- Birth name: Natalia Lvovna Vlassenko
- Born: 20 November 1956 (age 68) Moscow, USSR
- Origin: Moscow, Russian Federation
- Labels: Master Performers
- Website: www.griffith.edu.au/music/queensland-conservatorium/staff/ms-natasha-vlassenko

= Natasha Vlassenko =

Russian-Australian pianist and teacher (born 1956)

Natalia Lvovna "Natasha" Vlassenko (Russian: Ната́лья Льво́вна Вла́сенко; born 20 November 1956) is a Russian-Australian pianist and teacher.

== Life ==
Natasha Vlassenko was born in Moscow, Soviet Russia, to pianist Lev Nikolaevich Vlassenko and English teacher Mikaella Yakovlevna Krutatsovskaya.
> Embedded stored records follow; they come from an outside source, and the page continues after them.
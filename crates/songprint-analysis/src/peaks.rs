//! Per-band time-frequency peak picking.
//!
//! Each band runs its own small state machine over the stream of
//! [`SpectralFrame`]s. A tracker keeps the last `2 * time_radius + 1` band
//! profiles and decides a frame once every neighbour it can be compared with
//! has arrived.
//!
//! A bin is a peak when:
//!
//! - its magnitude is strictly above [`MAGNITUDE_FLOOR`]
//! - no other bin of the same band within `±time_radius` frames and
//!   `±freq_radius` bins dominates it
//!
//! Dominance is the total order *magnitude desc, frame asc, bin asc*, so two
//! peaks of one band can never sit inside the same collision window and equal
//! plateaus resolve to their earliest, lowest point.
//!
//! The stored frequency is refined below bin resolution with a parabolic fit
//! over the quantized neighbours, in units of 1/64 bin.

use std::collections::{BTreeMap, VecDeque};
use std::ops::Range;

use crate::spectrum::{Band, MAGNITUDE_FLOOR, SpectralFrame};

/// Fixed-point steps per FFT bin in [`Peak::frequency_bin`].
pub const BIN_SUBDIVISIONS: i32 = 64;

const MAX_OFFSET: i32 = BIN_SUBDIVISIONS / 2;

/// A locally dominant time-frequency point.
#[derive(Debug, Clone, Copy, PartialEq, Eq, Hash)]
pub struct Peak {
    /// Band the peak was found in.
    pub band: Band,
    /// Index of the frame holding the peak.
    pub frame_index: u32,
    /// Interpolated bin position in 1/64-bin steps.
    pub frequency_bin: u16,
    /// Quantized magnitude at the peak bin.
    pub magnitude: u16,
}

impl Peak {
    /// Peak frequency in Hz.
    pub fn frequency_hz(&self) -> f32 {
        self.frequency_bin as f32 / BIN_SUBDIVISIONS as f32 * crate::spectrum::BIN_WIDTH_HZ
    }

    /// Nearest whole FFT bin.
    pub fn nearest_bin(&self) -> usize {
        (self.frequency_bin as usize + MAX_OFFSET as usize) / BIN_SUBDIVISIONS as usize
    }
}

/// Neighbourhood used for peak suppression.
#[derive(Debug, Clone, Copy, PartialEq, Eq)]
pub struct PeakConfig {
    /// Frames on each side of a candidate it is compared with.
    pub time_radius: usize,
    /// Bins on each side of a candidate it is compared with.
    pub freq_radius: usize,
}

impl Default for PeakConfig {
    fn default() -> Self {
        Self {
            time_radius: 8,
            freq_radius: 8,
        }
    }
}

/// One remembered band profile.
///
/// `magnitudes` spans the band plus one guard bin on each side, used only for
/// interpolation.
struct Profile {
    frame_index: u32,
    magnitudes: Vec<u16>,
}

struct BandTracker {
    band: Band,
    bins: Range<usize>,
    history: VecDeque<Profile>,
    /// Position in `history` of the oldest undecided frame.
    pending: usize,
    peaks: Vec<Peak>,
}

impl BandTracker {
    fn new(band: Band) -> Self {
        Self {
            band,
            bins: band.bin_range(),
            history: VecDeque::new(),
            pending: 0,
            peaks: Vec::new(),
        }
    }

    fn push(&mut self, frame: &SpectralFrame, config: &PeakConfig) {
        let guarded = self.bins.start - 1..self.bins.end + 1;
        self.history.push_back(Profile {
            frame_index: frame.index,
            magnitudes: frame.magnitudes[guarded].to_vec(),
        });

        while self.pending + config.time_radius < self.history.len() {
            self.decide(self.pending, config);
            self.pending += 1;
        }
        while self.pending > config.time_radius {
            self.history.pop_front();
            self.pending -= 1;
        }
    }

    fn finish(&mut self, config: &PeakConfig) {
        while self.pending < self.history.len() {
            self.decide(self.pending, config);
            self.pending += 1;
        }
    }

    fn decide(&mut self, t: usize, config: &PeakConfig) {
        let width = self.bins.len();
        let times = t.saturating_sub(config.time_radius)
            ..(t + config.time_radius + 1).min(self.history.len());

        for j in 0..width {
            let magnitude = self.history[t].magnitudes[j + 1];
            if magnitude <= MAGNITUDE_FLOOR {
                continue;
            }

            let bins = j.saturating_sub(config.freq_radius)..(j + config.freq_radius + 1).min(width);
            let dominated = times.clone().any(|dt| {
                let profile = &self.history[dt].magnitudes;
                bins.clone().any(|dj| {
                    let other = profile[dj + 1];
                    other > magnitude || (other == magnitude && (dt, dj) < (t, j))
                })
            });
            if dominated {
                continue;
            }

            let profile = &self.history[t];
            let before = profile.magnitudes[j] as i32;
            let after = profile.magnitudes[j + 2] as i32;
            let offset = interpolate(before, magnitude as i32, after);
            let centre = (self.bins.start + j) as i32 * BIN_SUBDIVISIONS;

            self.peaks.push(Peak {
                band: self.band,
                frame_index: profile.frame_index,
                frequency_bin: (centre + offset) as u16,
                magnitude,
            });
        }
    }
}

/// Sub-bin offset of a parabola through three quantized magnitudes.
fn interpolate(before: i32, peak: i32, after: i32) -> i32 {
    let denominator = 2 * peak - before - after;
    if denominator <= 0 {
        // flat or convex: snap toward the louder neighbour
        return MAX_OFFSET * (after - before).signum();
    }
    ((after - before) * MAX_OFFSET / denominator).clamp(-MAX_OFFSET, MAX_OFFSET)
}

/// Streaming peak extractor over all bands.
///
/// Frames must be pushed in index order. Peaks come out per band ordered by
/// frame, then by bin.
pub struct PeakExtractor {
    config: PeakConfig,
    trackers: Vec<BandTracker>,
}

impl PeakExtractor {
    /// Create an extractor with the given suppression neighbourhood.
    pub fn new(config: PeakConfig) -> Self {
        Self {
            config,
            trackers: Band::ALL.into_iter().map(BandTracker::new).collect(),
        }
    }

    /// Feed the next spectral frame.
    pub fn push(&mut self, frame: &SpectralFrame) {
        for tracker in &mut self.trackers {
            tracker.push(frame, &self.config);
        }
    }

    /// Decide the frames still waiting for look-ahead and return every peak.
    pub fn finish(mut self) -> BTreeMap<Band, Vec<Peak>> {
        self.trackers
            .iter_mut()
            .map(|tracker| {
                tracker.finish(&self.config);
                (tracker.band, std::mem::take(&mut tracker.peaks))
            })
            .collect()
    }
}

impl Default for PeakExtractor {
    fn default() -> Self {
        Self::new(PeakConfig::default())
    }
}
Vlassenko was a graduate of Moscow Central Music School under Eleonora Musaelyan. She studied in the Moscow Conservatory under the famous pianist and teacher Yakov Flier. After his death, she continued her postgraduate studies in the class of Flier's pupil professor Lev Vlassenko. She began her artistic career as a soloist of the Moscow Philharmonic Orchestra. She commenced her pedagogic activities as a piano teacher in the Central Music School.

In 1977 she won third prize at the International Beethoven Competition in Vienna. In 1985, she went on to win third prize at the Ferruccio Busoni International Piano Competition in Bolzano, Italy.

At present, Vlassenko resides in Australia. She is Head of Keyboard at the Queensland Conservatorium Griffith University. Many of her students have become prizewinners of national and international competitions and professors in music high schools in the United States, Ireland and Australia.

In 1999 Vlassenko and her husband Oleg Stepanov co-founded the Lev Vlassenko Piano Competition in memory of her father Lev Vlassenko. Vlassenko and Stepanov have since taken up the roles of artistic directors of the piano competition. The competition is the only major piano event in Australia that mirrors the requirements of an international competition and is held in Brisbane every two years since 1999.

Vlassenko has performed in Russia, Italy, Germany, Austria, Japan, New Zealand, China, Australia, Hong Kong, Taiwan, Vietnam and other countries. She has performed under the batons of many conductors such as Gennady Rozhdestvensky, Karl Österreicher, Karl Martin, Mikhail Pletnev, Vladimir Verbitsky, Richard Hickox, Edvard Tchivzhel, Veronika Dudarova and John Curro.

She has recorded a number of CDs in Russia and Australia and is a distinguished artist on the Master Performers record label.

Vlassenko was awarded the Medal of the Order of Australia in the 2022 Queen's Birthday Honours.